▸ **WORK ITEM**
Scan the material for the word "push" and copy each line where it occurs.
TASK INPUT section start
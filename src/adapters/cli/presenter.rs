//! Terminal Presenter
//!
//! Prints the ranked view as a plain-text table or as a JSON array.

use std::io::{self, Write};
use clap::ValueEnum;
use serde::Serialize;

use crate::domain::{Category, ScoredToken};
use crate::ports::Presenter;

#[derive(Debug, Clone, Copy, PartialEq, Eq, Default, ValueEnum)]
pub enum OutputFormat {
    #[default]
    Text,
    Json,
}

#[derive(Serialize)]
struct JsonFrame<'a> {
    query: &'a str,
    tokens: &'a [ScoredToken],
}

pub struct TablePresenter {
    format: OutputFormat,
}

impl TablePresenter {
    pub fn new(format: OutputFormat) -> Self {
        Self { format }
    }

    /// Render a view into a string (text or JSON)
    pub fn format_view(&self, view: &[ScoredToken], query: &str) -> String {
        match self.format {
            OutputFormat::Json => serde_json::to_string_pretty(&JsonFrame { query, tokens: view })
                .unwrap_or_else(|e| format!("{{\"error\":\"{}\"}}", e)),
            OutputFormat::Text => format_table(view, query),
        }
    }
}

impl Presenter for TablePresenter {
    fn render(&self, view: &[ScoredToken], query: &str) {
        let mut out = io::stdout().lock();
        if let Err(e) = writeln!(out, "{}", self.format_view(view, query)) {
            tracing::warn!("Failed to write ranked view: {}", e);
        }
    }
}

fn format_table(view: &[ScoredToken], query: &str) -> String {
    let mut lines = Vec::with_capacity(view.len() + 3);

    if !query.trim().is_empty() {
        lines.push(format!("Filter: \"{}\" ({} matches)", query.trim(), view.len()));
    }
    if view.is_empty() {
        lines.push("No tokens to display".to_string());
        return lines.join("\n");
    }

    lines.push(format!(
        "{:>4}  {:<10} {:<22} {:>14} {:>8} {:>8} {:>8} {:>10} {:>10}",
        "#", "SYMBOL", "NAME", "PRICE", "1H %", "24H %", "DONE %", "MOMENTUM", "VOLUME"
    ));

    for (i, token) in view.iter().enumerate() {
        let snap = &token.snapshot;
        let marker = if token.highlighted { "*" } else { " " };
        lines.push(format!(
            "{:>3}{} {} {:<9} {:<22} {:>14} {:>8} {:>8} {:>8.1} {:>10.3} {:>10}",
            i + 1,
            marker,
            arrow(token.category),
            truncate(&snap.symbol, 9),
            truncate(&snap.display_name, 22),
            format_price(snap.price),
            format_change(snap.change_pct_1h),
            format_change(snap.change_pct_24h),
            token.completion_pct,
            token.momentum_score,
            format_volume(snap.volume_24h),
        ));
    }

    lines.join("\n")
}

fn arrow(category: Category) -> &'static str {
    match category {
        Category::Pumping => "+",
        Category::Dumping => "-",
        Category::Neutral => "=",
    }
}

fn truncate(text: &str, width: usize) -> String {
    if text.chars().count() <= width {
        text.to_string()
    } else {
        let mut cut: String = text.chars().take(width.saturating_sub(1)).collect();
        cut.push('~');
        cut
    }
}

fn format_price(price: f64) -> String {
    if price >= 1.0 {
        format!("{:.2}", price)
    } else if price >= 0.0001 {
        format!("{:.6}", price)
    } else {
        format!("{:.3e}", price)
    }
}

fn format_change(change: Option<f64>) -> String {
    match change {
        Some(c) => format!("{:+.2}", c),
        None => "-".to_string(),
    }
}

fn format_volume(volume: f64) -> String {
    if volume >= 1e9 {
        format!("{:.2}B", volume / 1e9)
    } else if volume >= 1e6 {
        format!("{:.2}M", volume / 1e6)
    } else if volume >= 1e3 {
        format!("{:.1}K", volume / 1e3)
    } else {
        format!("{:.0}", volume)
    }
}
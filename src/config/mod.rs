//! Configuration Module
//!
//! Loads and validates configuration from TOML files.

pub mod loader;

pub use loader::{
    Config, ConfigError, FiltersSection, LoggingSection, PipelineSection, SourcesSection,
    load_config,
};
use std::sync::{Arc, Mutex};
use std::time::Duration;
use async_trait::async_trait;

use super::market_feed::{FeedError, MarketFeed};
use super::models::RawFeedRecord;
use super::presenter::Presenter;
use crate::domain::{ScoredToken, SourceFamily};

/// In-memory feed that returns a fixed batch and records how often it was polled
#[derive(Debug, Clone)]
pub struct StaticFeed {
    name: &'static str,
    family: SourceFamily,
    records: Vec<RawFeedRecord>,
    failure: Option<String>,
    delay: Option<Duration>,
    calls: Arc<Mutex<usize>>,
}

impl StaticFeed {
    pub fn new(name: &'static str, family: SourceFamily) -> Self {
        Self {
            name,
            family,
            records: Vec::new(),
            failure: None,
            delay: None,
            calls: Arc::new(Mutex::new(0)),
        }
    }

    /// Builder method to set the batch returned on every fetch
    pub fn with_records(mut self, records: Vec<RawFeedRecord>) -> Self {
        self.records = records;
        self
    }

    /// Builder method to make every fetch fail with a transport error
    pub fn failing(mut self, reason: &str) -> Self {
        self.failure = Some(reason.to_string());
        self
    }

    /// Builder method to delay each fetch (for timeout / supersession tests)
    pub fn with_delay(mut self, delay: Duration) -> Self {
        self.delay = Some(delay);
        self
    }

    /// Number of fetches made so far
    pub fn call_count(&self) -> usize {
        self.calls.lock().map(|c| *c).unwrap_or(0)
    }
}

#[async_trait]
impl MarketFeed for StaticFeed {
    fn name(&self) -> &'static str {
        self.name
    }

    fn family(&self) -> SourceFamily {
        self.family
    }

    async fn fetch_batch(&self) -> Result<Vec<RawFeedRecord>, FeedError> {
        if let Ok(mut calls) = self.calls.lock() {
            *calls += 1;
        }
        if let Some(delay) = self.delay {
            tokio::time::sleep(delay).await;
        }
        match &self.failure {
            Some(reason) => Err(FeedError::Transport(reason.clone())),
            None => Ok(self.records.clone()),
        }
    }
}

/// Presenter that keeps every rendered frame
#[derive(Debug, Default, Clone)]
pub struct RecordingPresenter {
    frames: Arc<Mutex<Vec<(Vec<String>, String)>>>,
}

impl RecordingPresenter {
    pub fn new() -> Self {
        Self::default()
    }

    /// Symbols of each rendered frame, with the query that was active
    pub fn frames(&self) -> Vec<(Vec<String>, String)> {
        self.frames.lock().map(|f| f.clone()).unwrap_or_default()
    }
}

impl Presenter for RecordingPresenter {
    fn render(&self, view: &[ScoredToken], query: &str) {
        let symbols = view.iter().map(|t| t.symbol().to_string()).collect();
        if let Ok(mut frames) = self.frames.lock() {
            frames.push((symbols, query.to_string()));
        }
    }
}

#[cfg(test)]
mod tests {
    use super::*;
    use crate::ports::models::CoinMarketRecord;

    #[tokio::test]
    async fn test_static_feed_returns_records() {
        let feed = StaticFeed::new("listing", SourceFamily::CoinGecko)
            .with_records(vec![RawFeedRecord::Listing(CoinMarketRecord::default())]);

        let batch = feed.fetch_batch().await.unwrap();
        assert_eq!(batch.len(), 1);
        assert_eq!(feed.call_count(), 1);
    }

    #[tokio::test]
    async fn test_static_feed_failure() {
        let feed = StaticFeed::new("down", SourceFamily::Okx).failing("connection reset");

        let result = feed.fetch_batch().await;
        assert!(matches!(result, Err(FeedError::Transport(_))));
        assert_eq!(feed.call_count(), 1);
    }

    #[test]
    fn test_recording_presenter() {
        let presenter = RecordingPresenter::new();
        presenter.render(&[], "btc");
        assert_eq!(presenter.frames(), vec![(Vec::<String>::new(), "btc".to_string())]);
    }
}
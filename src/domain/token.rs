//! Scored Token
//!
//! Output unit of the scorer: a merged snapshot plus its momentum metrics.

use serde::{Deserialize, Serialize};
use std::fmt;

use super::snapshot::MarketSnapshot;

/// Direction of the current short-horizon move
#[derive(Debug, Clone, Copy, PartialEq, Eq, Hash, Serialize, Deserialize)]
#[serde(rename_all = "snake_case")]
pub enum Category {
    Pumping,
    Dumping,
    Neutral,
}

impl Category {
    /// Classify a percentage change
    pub fn from_change(change_pct: f64) -> Self {
        if change_pct > 0.0 {
            Category::Pumping
        } else if change_pct < 0.0 {
            Category::Dumping
        } else {
            Category::Neutral
        }
    }
}

impl fmt::Display for Category {
    fn fmt(&self, f: &mut fmt::Formatter<'_>) -> fmt::Result {
        match self {
            Category::Pumping => write!(f, "pumping"),
            Category::Dumping => write!(f, "dumping"),
            Category::Neutral => write!(f, "neutral"),
        }
    }
}

/// A snapshot that survived scoring
#[derive(Debug, Clone, PartialEq, Serialize, Deserialize)]
pub struct ScoredToken {
    #[serde(flatten)]
    pub snapshot: MarketSnapshot,
    pub category: Category,
    /// Progress of the current move toward its predicted amplitude, 0..=100
    pub completion_pct: f64,
    /// Always > 0 for anything that reaches this type
    pub predicted_amplitude: f64,
    pub momentum_score: f64,
    /// Top decile of the population by momentum
    pub highlighted: bool,
}

impl ScoredToken {
    pub fn symbol(&self) -> &str {
        &self.snapshot.symbol
    }

    pub fn display_name(&self) -> &str {
        &self.snapshot.display_name
    }

    /// Case-insensitive substring match on name or symbol.
    /// `needle` must already be lower-cased.
    pub fn matches(&self, needle: &str) -> bool {
        self.snapshot.display_name.to_lowercase().contains(needle)
            || self.snapshot.symbol.to_lowercase().contains(needle)
    }
}

#[cfg(test)]
mod tests {
    use super::*;

    #[test]
    fn test_category_from_change() {
        assert_eq!(Category::from_change(0.5), Category::Pumping);
        assert_eq!(Category::from_change(-0.01), Category::Dumping);
        assert_eq!(Category::from_change(0.0), Category::Neutral);
    }

    #[test]
    fn test_category_display() {
        assert_eq!(Category::Pumping.to_string(), "pumping");
        assert_eq!(Category::Dumping.to_string(), "dumping");
    }
}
TASK INPUT section end
▸ **COMPLETED TASK**
        lines.push(format!("Filter: \"{}\" ({} matches)", query.trim(), view.len()));
        lines.push("No tokens to display".to_string());
    lines.push(format!(
        lines.push(format!(
        cut.push('~');
            frames.push((symbols, query.to_string()));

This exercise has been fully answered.